The time had come to move toward more decentralized actions that would target the economics of nuclear power and the funding of the Seabrook nuke in order to make the building of nukes less profitable and attractive, to make explicit connections with other movements to combat the “divide and conquer” strategy of corporate capitalism, and to promote conversations about building a nuclear free future and a better society. If money swears, we would swear back. This economic focus occurred on several fronts, including legislative challenges to passing “construction work in progress” charges onto consumers (see article on CWIP) and direct action educational campaigns.

This was the rationale behind the Wall Street Action, a direct action campaign focusing on both nuclear power and weapons as a symptom of an economic and energy system that exploited people for profit.  A group of Seacoast, NH Clamshell activists joined with activists from the War Resisters League in NY to develop the campaign which emphasized educating participants and the public about the economics of the nuclear industry and connections with other struggles.
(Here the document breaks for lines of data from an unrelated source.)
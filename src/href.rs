use std::{collections::HashMap, fmt, sync::LazyLock};

use regex::Regex;
use uuid::Uuid;

use crate::error::PerimeterError;

/// Policy object kinds addressable by href.
#[derive(Debug, Clone, Copy, PartialEq, Eq, Hash)]
pub enum ObjectKind {
    Label,
    LabelGroup,
    IpList,
    Service,
    RuleSet,
    EnforcementBoundary,
    VirtualService,
    VirtualServer,
    Workload,
    Ven,
    ContainerCluster,
    PairingProfile,
}

impl ObjectKind {
    pub const ALL: [ObjectKind; 12] = [
        ObjectKind::Label,
        ObjectKind::LabelGroup,
        ObjectKind::IpList,
        ObjectKind::Service,
        ObjectKind::RuleSet,
        ObjectKind::EnforcementBoundary,
        ObjectKind::VirtualService,
        ObjectKind::VirtualServer,
        ObjectKind::Workload,
        ObjectKind::Ven,
        ObjectKind::ContainerCluster,
        ObjectKind::PairingProfile,
    ];

    /// Path segment used for this kind in hrefs.
    pub const fn path_segment(self) -> &'static str {
        match self {
            ObjectKind::Label => "labels",
            ObjectKind::LabelGroup => "label_groups",
            ObjectKind::IpList => "ip_lists",
            ObjectKind::Service => "services",
            ObjectKind::RuleSet => "rule_sets",
            ObjectKind::EnforcementBoundary => "enforcement_boundaries",
            ObjectKind::VirtualService => "virtual_services",
            ObjectKind::VirtualServer => "virtual_servers",
            ObjectKind::Workload => "workloads",
            ObjectKind::Ven => "vens",
            ObjectKind::ContainerCluster => "container_clusters",
            ObjectKind::PairingProfile => "pairing_profiles",
        }
    }

    /// Kinds addressed under a policy version (`draft`, `active`, or a
    /// numbered version). The remaining kinds use the flat
    /// `/orgs/{org}/{type}/{id}` form.
    const fn versioned(self) -> bool {
        matches!(
            self,
            ObjectKind::LabelGroup
                | ObjectKind::IpList
                | ObjectKind::Service
                | ObjectKind::RuleSet
                | ObjectKind::EnforcementBoundary
                | ObjectKind::VirtualService
                | ObjectKind::VirtualServer
        )
    }

    /// Kinds whose trailing identifier is an opaque UUID rather than a
    /// positive integer.
    const fn uuid_keyed(self) -> bool {
        matches!(
            self,
            ObjectKind::LabelGroup
                | ObjectKind::VirtualService
                | ObjectKind::Ven
                | ObjectKind::EnforcementBoundary
        )
    }
}

impl fmt::Display for ObjectKind {
    fn fmt(&self, f: &mut fmt::Formatter<'_>) -> fmt::Result {
        let name = match self {
            ObjectKind::Label => "label",
            ObjectKind::LabelGroup => "label_group",
            ObjectKind::IpList => "ip_list",
            ObjectKind::Service => "service",
            ObjectKind::RuleSet => "rule_set",
            ObjectKind::EnforcementBoundary => "enforcement_boundary",
            ObjectKind::VirtualService => "virtual_service",
            ObjectKind::VirtualServer => "virtual_server",
            ObjectKind::Workload => "workload",
            ObjectKind::Ven => "ven",
            ObjectKind::ContainerCluster => "container_cluster",
            ObjectKind::PairingProfile => "pairing_profile",
        };
        f.write_str(name)
    }
}

// Per-kind path grammars, compiled once. The trailing identifier is captured
// as an opaque segment and checked separately so the error can say whether an
// integer or a UUID was expected.
static HREF_PATTERNS: LazyLock<HashMap<ObjectKind, Regex>> = LazyLock::new(|| {
    ObjectKind::ALL
        .iter()
        .map(|&kind| {
            let pattern = if kind.versioned() {
                format!(
                    r"^/orgs/[1-9][0-9]*/sec_policy/(?:draft|active|[1-9][0-9]*)/{}/([^/]+)$",
                    kind.path_segment()
                )
            } else {
                format!(r"^/orgs/[1-9][0-9]*/{}/([^/]+)$", kind.path_segment())
            };
            let regex = Regex::new(&pattern).expect("href pattern must compile");
            (kind, regex)
        })
        .collect()
});

/// Validate that `href` matches the addressing grammar for `kind`.
///
/// Purely syntactic: no existence check is performed against the remote
/// system. Rejects empty strings, wrong segment counts, non-numeric
/// org/version segments, and malformed trailing identifiers.
///
/// # Examples
/// ```
/// use perimeter::href::{ObjectKind, validate_href};
///
/// validate_href(ObjectKind::Service, "/orgs/1/sec_policy/draft/services/5").unwrap();
/// assert!(validate_href(ObjectKind::Service, "/orgs/1/services/5").is_err());
/// ```
pub fn validate_href(kind: ObjectKind, href: &str) -> Result<(), PerimeterError> {
    check_href(kind, href).map_err(|reason| PerimeterError::InvalidHref {
        kind,
        href: href.to_string(),
        reason,
    })
}

fn check_href(kind: ObjectKind, href: &str) -> Result<(), String> {
    if href.is_empty() {
        return Err("empty value".to_string());
    }

    let pattern = &HREF_PATTERNS[&kind];
    let captures = pattern.captures(href).ok_or_else(|| {
        if kind.versioned() {
            format!(
                "expected /orgs/<org>/sec_policy/<draft|active|version>/{}/<id>",
                kind.path_segment()
            )
        } else {
            format!("expected /orgs/<org>/{}/<id>", kind.path_segment())
        }
    })?;

    let id = &captures[1];
    if kind.uuid_keyed() {
        // Canonical hyphenated form only; Uuid::try_parse also accepts
        // braced/simple forms, so the length is pinned first.
        if id.len() != 36 || Uuid::try_parse(id).is_err() {
            return Err(format!("'{id}' is not a canonical UUID identifier"));
        }
    } else if !id.bytes().all(|b| b.is_ascii_digit()) || id.starts_with('0') {
        return Err(format!("'{id}' is not a positive integer identifier"));
    }

    Ok(())
}

#[cfg(test)]
mod tests {
    use super::*;
    use rstest::rstest;

    #[rstest]
    #[case(ObjectKind::Label, "/orgs/1/labels/9", "label with integer id")]
    #[case(
        ObjectKind::LabelGroup,
        "/orgs/1/sec_policy/draft/label_groups/6506b99e-6a1e-4e9b-8e20-7fb6a9a299fc",
        "label group with uuid"
    )]
    #[case(
        ObjectKind::IpList,
        "/orgs/12/sec_policy/active/ip_lists/7",
        "active ip list"
    )]
    #[case(
        ObjectKind::Service,
        "/orgs/1/sec_policy/42/services/5",
        "numbered policy version"
    )]
    #[case(
        ObjectKind::EnforcementBoundary,
        "/orgs/3/sec_policy/draft/enforcement_boundaries/0b1a9eaf-5e13-47a4-b6c4-fd06c2f70013",
        "boundary with uuid"
    )]
    #[case(ObjectKind::Workload, "/orgs/1/workloads/10", "unversioned workload")]
    #[case(
        ObjectKind::Ven,
        "/orgs/1/vens/6506b99e-6a1e-4e9b-8e20-7fb6a9a299fc",
        "unversioned ven with uuid"
    )]
    #[case(
        ObjectKind::PairingProfile,
        "/orgs/1/pairing_profiles/3",
        "pairing profile"
    )]
    fn valid_hrefs_pass(#[case] kind: ObjectKind, #[case] href: &str, #[case] _description: &str) {
        validate_href(kind, href).unwrap();
    }

    #[rstest]
    #[case(ObjectKind::Label, "", "empty string")]
    #[case(ObjectKind::Label, "/orgs/1/labels", "missing trailing id")]
    #[case(ObjectKind::Label, "/orgs/0/labels/9", "zero org id")]
    #[case(ObjectKind::Label, "/orgs/x/labels/9", "non-numeric org id")]
    #[case(ObjectKind::Label, "/orgs/1/labels/09", "leading zero id")]
    #[case(ObjectKind::Label, "/orgs/1/sec_policy/draft/labels/9", "versioned form for unversioned kind")]
    #[case(ObjectKind::Service, "/orgs/1/services/5", "unversioned form for versioned kind")]
    #[case(ObjectKind::Service, "/orgs/1/sec_policy/frozen/services/5", "unknown policy version")]
    #[case(ObjectKind::Service, "/orgs/1/sec_policy/0/services/5", "zero policy version")]
    #[case(
        ObjectKind::LabelGroup,
        "/orgs/1/sec_policy/draft/label_groups/42",
        "integer id for uuid kind"
    )]
    #[case(
        ObjectKind::LabelGroup,
        "/orgs/1/sec_policy/draft/label_groups/6506b99e6a1e4e9b8e207fb6a9a299fc",
        "unhyphenated uuid"
    )]
    #[case(
        ObjectKind::Workload,
        "/orgs/1/workloads/6506b99e-6a1e-4e9b-8e20-7fb6a9a299fc",
        "uuid id for integer kind"
    )]
    #[case(ObjectKind::Service, "orgs/1/sec_policy/draft/services/5", "missing leading slash")]
    #[case(ObjectKind::Service, "/orgs/1/sec_policy/draft/services/5/extra", "extra segment")]
    fn invalid_hrefs_fail(#[case] kind: ObjectKind, #[case] href: &str, #[case] _description: &str) {
        let result = validate_href(kind, href);
        assert!(result.is_err());
        if let Err(PerimeterError::InvalidHref { kind: k, href: h, .. }) = result {
            assert_eq!(k, kind);
            assert_eq!(h, href);
        } else {
            panic!("expected InvalidHref");
        }
    }

    #[test]
    fn error_reason_names_expected_grammar() {
        let err = validate_href(ObjectKind::Service, "/orgs/1/services/5").unwrap_err();
        let message = err.to_string();
        assert!(message.contains("sec_policy"));
        assert!(message.contains("services"));
    }
}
Organizers met with diverse groups to build a coalition for the campaign, eventually receiving endorsements from women’s, labor, Native American, African American, socialist, nonviolent, and anti-nuclear and environmental groups.

The Sunday demonstration (I recall a quote of 20,000 attendees) was much like other large events, with a stage, entertainment, and speeches.  The tight space made it feel more

Pete Seeger singing at Barack Obama's inauguration

intimate and intense.  Pete Seeger was there, as he often was, playing banjo and singing songs from the labor, peace, and civil rights movements.  (He was an old-timer then, with more than thirty years in cultural activism.  At right, he’s still doing the same thing.)  I remember somewhat better a younger singer, who wrote a song for the Wall Street event.  Here’s the chorus:

Take it to Wall Street, New York Town

Just ride right up in your limousine and sit yourself right down.

Grab a seat on the exchange with the Bulls and the Bears

It’s the Capitol of Capital, the Buck Stops there.

(It was a catchy, easy tune as well; readers will be glad that my technical ignorance will spare them my rendition of it.   I can find absolutely no trace of this clever song on the web. I think the singer/writer’s name was Al Giordano.  If this is right, he’s been an activist journalist for decades now.)

The protesters had all engaged in nonviolence training exercises, but the police were better prepared.  They closed off most access points, but allowed people who looked like they belonged walk through to work.  They filtered most of us out easily, but a few people in suits walked through and sat down on the street, awaiting arrest.  Daniel Ellsberg was one.

Some groups had come with chains and locks.  The police came with bolt cutters and buses.  They carried demonstrators who wouldn’t walk away on stretchers, and put them on buses to arraignment.  Most of the police were focused, purposeful, and polite.  On the buses, some even put on antinuclear buttons.  Over 1,000 people were arrested, and those who cooperated, providing names and contact information, were out of jail by nightfall.  Those who refused to cooperate spent several days in jail.  I believe most charges were dismissed.

The presidential campaign was already taking off, and both candidates announced their support for nuclear power.  Ronald Reagan won in a landslide, and the movement shifted most of its efforts to campaigns against nuclear weapons.

Remember, no nuclear plant has been licensed since.